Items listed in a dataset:
========

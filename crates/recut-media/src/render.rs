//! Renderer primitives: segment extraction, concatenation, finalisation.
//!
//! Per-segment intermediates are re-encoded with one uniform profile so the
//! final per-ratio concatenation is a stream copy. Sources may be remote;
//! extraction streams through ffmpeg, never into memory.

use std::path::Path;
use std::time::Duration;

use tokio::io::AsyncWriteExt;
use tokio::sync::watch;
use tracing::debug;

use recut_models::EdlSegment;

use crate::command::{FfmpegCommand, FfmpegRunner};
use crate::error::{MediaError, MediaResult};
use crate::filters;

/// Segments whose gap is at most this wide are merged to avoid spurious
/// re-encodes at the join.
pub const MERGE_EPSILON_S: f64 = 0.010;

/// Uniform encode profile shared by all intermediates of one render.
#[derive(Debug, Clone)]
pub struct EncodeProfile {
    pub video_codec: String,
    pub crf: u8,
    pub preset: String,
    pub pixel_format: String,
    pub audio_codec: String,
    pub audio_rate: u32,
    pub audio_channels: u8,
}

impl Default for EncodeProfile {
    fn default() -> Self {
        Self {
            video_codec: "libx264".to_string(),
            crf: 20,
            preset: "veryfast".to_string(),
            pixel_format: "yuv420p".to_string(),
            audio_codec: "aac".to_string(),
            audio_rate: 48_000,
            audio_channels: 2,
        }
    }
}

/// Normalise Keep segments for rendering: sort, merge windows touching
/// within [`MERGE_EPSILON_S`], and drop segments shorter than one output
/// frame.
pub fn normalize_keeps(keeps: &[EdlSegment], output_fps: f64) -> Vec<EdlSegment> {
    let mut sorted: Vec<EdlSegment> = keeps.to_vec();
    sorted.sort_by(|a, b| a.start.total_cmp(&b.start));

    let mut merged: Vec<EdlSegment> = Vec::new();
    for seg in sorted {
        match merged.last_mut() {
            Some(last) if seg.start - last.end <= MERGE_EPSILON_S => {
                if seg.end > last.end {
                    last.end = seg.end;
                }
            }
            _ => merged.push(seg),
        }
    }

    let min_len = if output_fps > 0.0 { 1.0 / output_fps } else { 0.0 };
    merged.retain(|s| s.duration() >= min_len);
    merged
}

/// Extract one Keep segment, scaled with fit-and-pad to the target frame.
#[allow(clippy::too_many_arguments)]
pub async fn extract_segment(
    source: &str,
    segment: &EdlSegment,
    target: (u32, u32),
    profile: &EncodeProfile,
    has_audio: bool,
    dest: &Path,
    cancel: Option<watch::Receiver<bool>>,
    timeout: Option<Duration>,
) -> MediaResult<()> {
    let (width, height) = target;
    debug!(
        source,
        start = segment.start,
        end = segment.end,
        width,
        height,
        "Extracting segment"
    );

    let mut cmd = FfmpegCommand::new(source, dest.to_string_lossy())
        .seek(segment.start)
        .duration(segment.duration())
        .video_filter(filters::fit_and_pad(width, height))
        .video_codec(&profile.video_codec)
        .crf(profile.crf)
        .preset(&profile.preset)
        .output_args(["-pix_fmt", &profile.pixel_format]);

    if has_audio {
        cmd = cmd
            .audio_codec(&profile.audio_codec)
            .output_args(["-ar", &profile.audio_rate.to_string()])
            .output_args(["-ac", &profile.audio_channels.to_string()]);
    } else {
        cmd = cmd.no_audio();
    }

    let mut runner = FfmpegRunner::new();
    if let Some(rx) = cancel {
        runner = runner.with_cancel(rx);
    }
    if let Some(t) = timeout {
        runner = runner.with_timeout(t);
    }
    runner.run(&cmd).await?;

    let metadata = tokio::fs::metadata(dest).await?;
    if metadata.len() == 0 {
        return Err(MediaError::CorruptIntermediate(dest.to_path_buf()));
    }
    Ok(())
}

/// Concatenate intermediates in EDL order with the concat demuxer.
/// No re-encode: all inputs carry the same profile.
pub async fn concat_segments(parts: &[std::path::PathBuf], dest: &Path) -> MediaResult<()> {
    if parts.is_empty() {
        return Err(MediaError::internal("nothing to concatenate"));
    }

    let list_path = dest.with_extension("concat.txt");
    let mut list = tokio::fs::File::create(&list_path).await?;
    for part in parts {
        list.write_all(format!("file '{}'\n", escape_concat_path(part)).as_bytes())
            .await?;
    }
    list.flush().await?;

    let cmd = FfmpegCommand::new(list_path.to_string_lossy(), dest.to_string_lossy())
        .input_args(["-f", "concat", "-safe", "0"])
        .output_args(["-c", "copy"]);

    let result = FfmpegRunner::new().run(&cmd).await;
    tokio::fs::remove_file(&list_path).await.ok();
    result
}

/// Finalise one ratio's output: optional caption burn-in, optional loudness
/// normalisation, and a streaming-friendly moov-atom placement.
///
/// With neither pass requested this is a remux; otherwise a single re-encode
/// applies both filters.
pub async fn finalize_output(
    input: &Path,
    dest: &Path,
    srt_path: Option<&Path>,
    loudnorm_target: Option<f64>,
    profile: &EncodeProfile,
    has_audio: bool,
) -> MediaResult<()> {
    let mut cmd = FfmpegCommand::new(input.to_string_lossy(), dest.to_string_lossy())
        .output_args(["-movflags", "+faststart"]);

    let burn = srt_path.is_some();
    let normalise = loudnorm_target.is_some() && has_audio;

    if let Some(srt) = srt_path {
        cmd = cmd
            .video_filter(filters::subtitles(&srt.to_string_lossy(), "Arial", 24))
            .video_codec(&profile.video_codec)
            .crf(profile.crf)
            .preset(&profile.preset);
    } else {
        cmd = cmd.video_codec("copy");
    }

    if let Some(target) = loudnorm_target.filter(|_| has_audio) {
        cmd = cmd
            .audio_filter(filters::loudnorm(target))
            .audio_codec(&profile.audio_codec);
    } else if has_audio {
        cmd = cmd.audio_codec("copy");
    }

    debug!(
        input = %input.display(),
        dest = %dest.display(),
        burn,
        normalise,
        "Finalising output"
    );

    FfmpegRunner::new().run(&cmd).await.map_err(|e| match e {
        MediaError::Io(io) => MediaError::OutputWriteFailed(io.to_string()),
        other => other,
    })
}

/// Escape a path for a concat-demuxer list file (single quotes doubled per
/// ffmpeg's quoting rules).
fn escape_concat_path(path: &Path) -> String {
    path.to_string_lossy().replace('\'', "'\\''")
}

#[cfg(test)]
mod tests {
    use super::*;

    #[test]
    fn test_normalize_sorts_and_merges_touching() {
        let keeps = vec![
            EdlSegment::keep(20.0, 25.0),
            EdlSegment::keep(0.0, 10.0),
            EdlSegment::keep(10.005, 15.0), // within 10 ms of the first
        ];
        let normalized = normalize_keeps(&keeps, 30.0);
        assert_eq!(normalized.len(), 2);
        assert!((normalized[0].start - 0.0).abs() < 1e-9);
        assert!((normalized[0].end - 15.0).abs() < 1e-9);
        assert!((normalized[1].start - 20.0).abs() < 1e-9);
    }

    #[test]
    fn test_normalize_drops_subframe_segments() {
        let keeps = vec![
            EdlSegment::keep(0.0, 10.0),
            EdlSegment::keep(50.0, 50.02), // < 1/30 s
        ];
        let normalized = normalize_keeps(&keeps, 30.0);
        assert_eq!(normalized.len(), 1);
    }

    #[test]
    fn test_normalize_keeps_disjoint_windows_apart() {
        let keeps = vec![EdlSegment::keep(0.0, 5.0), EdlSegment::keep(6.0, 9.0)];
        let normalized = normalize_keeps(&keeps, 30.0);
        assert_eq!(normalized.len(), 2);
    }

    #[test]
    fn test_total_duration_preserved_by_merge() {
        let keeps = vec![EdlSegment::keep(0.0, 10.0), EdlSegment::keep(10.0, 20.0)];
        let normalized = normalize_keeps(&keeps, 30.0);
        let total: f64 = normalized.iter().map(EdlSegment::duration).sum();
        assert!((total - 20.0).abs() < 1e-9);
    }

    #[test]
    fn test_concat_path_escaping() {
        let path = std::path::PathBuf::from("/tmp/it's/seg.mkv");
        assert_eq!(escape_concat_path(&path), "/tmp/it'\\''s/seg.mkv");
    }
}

========

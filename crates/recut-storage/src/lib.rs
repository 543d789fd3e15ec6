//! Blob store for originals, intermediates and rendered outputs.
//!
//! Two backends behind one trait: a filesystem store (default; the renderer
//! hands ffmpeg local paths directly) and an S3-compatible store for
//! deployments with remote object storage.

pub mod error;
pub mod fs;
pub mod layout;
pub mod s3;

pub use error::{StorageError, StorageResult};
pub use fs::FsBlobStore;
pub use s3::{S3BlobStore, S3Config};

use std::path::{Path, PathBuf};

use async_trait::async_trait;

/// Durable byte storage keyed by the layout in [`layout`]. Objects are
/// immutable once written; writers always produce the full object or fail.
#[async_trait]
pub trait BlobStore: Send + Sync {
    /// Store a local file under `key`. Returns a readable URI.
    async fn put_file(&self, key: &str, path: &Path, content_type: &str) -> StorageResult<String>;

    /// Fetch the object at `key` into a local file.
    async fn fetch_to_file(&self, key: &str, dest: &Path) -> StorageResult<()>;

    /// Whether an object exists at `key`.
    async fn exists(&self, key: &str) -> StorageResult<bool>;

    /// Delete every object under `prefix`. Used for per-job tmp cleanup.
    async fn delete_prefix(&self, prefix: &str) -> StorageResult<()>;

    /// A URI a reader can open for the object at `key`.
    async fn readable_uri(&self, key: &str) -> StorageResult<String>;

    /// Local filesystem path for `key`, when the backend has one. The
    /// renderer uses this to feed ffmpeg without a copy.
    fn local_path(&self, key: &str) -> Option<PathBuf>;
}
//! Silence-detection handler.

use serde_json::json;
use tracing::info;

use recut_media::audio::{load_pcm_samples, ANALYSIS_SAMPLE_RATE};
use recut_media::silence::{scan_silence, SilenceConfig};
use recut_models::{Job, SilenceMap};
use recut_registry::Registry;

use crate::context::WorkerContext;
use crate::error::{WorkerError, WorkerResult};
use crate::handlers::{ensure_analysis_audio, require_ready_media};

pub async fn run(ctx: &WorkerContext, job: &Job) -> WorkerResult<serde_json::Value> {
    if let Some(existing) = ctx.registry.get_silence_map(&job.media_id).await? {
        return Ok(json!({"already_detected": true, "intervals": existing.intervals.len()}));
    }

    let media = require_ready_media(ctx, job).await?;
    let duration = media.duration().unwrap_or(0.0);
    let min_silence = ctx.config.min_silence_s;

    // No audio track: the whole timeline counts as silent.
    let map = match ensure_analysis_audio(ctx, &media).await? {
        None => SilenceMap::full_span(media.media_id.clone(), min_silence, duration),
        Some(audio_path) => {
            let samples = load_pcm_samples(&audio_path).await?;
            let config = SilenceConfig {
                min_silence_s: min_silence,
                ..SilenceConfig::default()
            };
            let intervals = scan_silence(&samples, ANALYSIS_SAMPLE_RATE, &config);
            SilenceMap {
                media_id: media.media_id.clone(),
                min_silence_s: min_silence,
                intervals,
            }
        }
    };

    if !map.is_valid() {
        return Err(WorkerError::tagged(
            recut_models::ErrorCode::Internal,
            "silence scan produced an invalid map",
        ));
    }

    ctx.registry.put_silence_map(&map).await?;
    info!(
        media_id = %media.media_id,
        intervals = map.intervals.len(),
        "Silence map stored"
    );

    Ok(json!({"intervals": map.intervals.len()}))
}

========

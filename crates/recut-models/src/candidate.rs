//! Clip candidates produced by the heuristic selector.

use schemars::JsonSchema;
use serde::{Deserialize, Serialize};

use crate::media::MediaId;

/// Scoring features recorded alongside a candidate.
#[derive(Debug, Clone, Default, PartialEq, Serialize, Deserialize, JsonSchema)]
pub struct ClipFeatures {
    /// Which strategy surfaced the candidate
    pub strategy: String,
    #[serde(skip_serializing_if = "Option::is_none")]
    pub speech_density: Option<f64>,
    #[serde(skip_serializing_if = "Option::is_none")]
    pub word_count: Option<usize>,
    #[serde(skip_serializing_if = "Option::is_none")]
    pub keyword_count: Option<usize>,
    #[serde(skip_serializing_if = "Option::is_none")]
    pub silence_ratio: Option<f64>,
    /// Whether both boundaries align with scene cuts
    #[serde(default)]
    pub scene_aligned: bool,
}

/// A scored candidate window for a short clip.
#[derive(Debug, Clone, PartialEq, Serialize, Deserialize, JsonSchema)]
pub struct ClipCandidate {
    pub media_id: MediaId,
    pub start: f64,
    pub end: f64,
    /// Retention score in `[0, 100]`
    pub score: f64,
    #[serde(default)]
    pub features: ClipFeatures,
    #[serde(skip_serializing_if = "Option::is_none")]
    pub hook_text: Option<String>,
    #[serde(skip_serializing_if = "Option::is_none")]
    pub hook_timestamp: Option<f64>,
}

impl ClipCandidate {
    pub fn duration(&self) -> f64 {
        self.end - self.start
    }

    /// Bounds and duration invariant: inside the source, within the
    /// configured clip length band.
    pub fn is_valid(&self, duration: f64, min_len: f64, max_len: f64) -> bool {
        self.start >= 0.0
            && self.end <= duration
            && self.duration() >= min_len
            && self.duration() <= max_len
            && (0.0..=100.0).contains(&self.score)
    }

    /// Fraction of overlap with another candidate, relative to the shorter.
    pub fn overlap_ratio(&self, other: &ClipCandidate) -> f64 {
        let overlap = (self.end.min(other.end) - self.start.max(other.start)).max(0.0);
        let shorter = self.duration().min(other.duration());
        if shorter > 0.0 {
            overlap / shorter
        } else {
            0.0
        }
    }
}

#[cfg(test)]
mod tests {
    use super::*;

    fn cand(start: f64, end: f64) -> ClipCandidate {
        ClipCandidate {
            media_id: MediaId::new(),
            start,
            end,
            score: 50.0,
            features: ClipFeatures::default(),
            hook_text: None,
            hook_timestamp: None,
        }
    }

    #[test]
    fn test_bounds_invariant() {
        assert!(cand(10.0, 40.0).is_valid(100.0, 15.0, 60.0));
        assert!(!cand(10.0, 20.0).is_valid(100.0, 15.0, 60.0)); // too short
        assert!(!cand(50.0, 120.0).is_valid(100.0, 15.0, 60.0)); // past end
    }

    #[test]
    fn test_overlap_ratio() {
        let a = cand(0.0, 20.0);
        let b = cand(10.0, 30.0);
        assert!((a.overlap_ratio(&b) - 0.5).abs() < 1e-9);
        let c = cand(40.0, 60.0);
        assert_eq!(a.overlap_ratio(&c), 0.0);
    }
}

========

§ What this task involves
The lines above that include "height" should each be listed.

§ Your response
    let (width, height) = target;
        height,
        .video_filter(filters::fit_and_pad(width, height))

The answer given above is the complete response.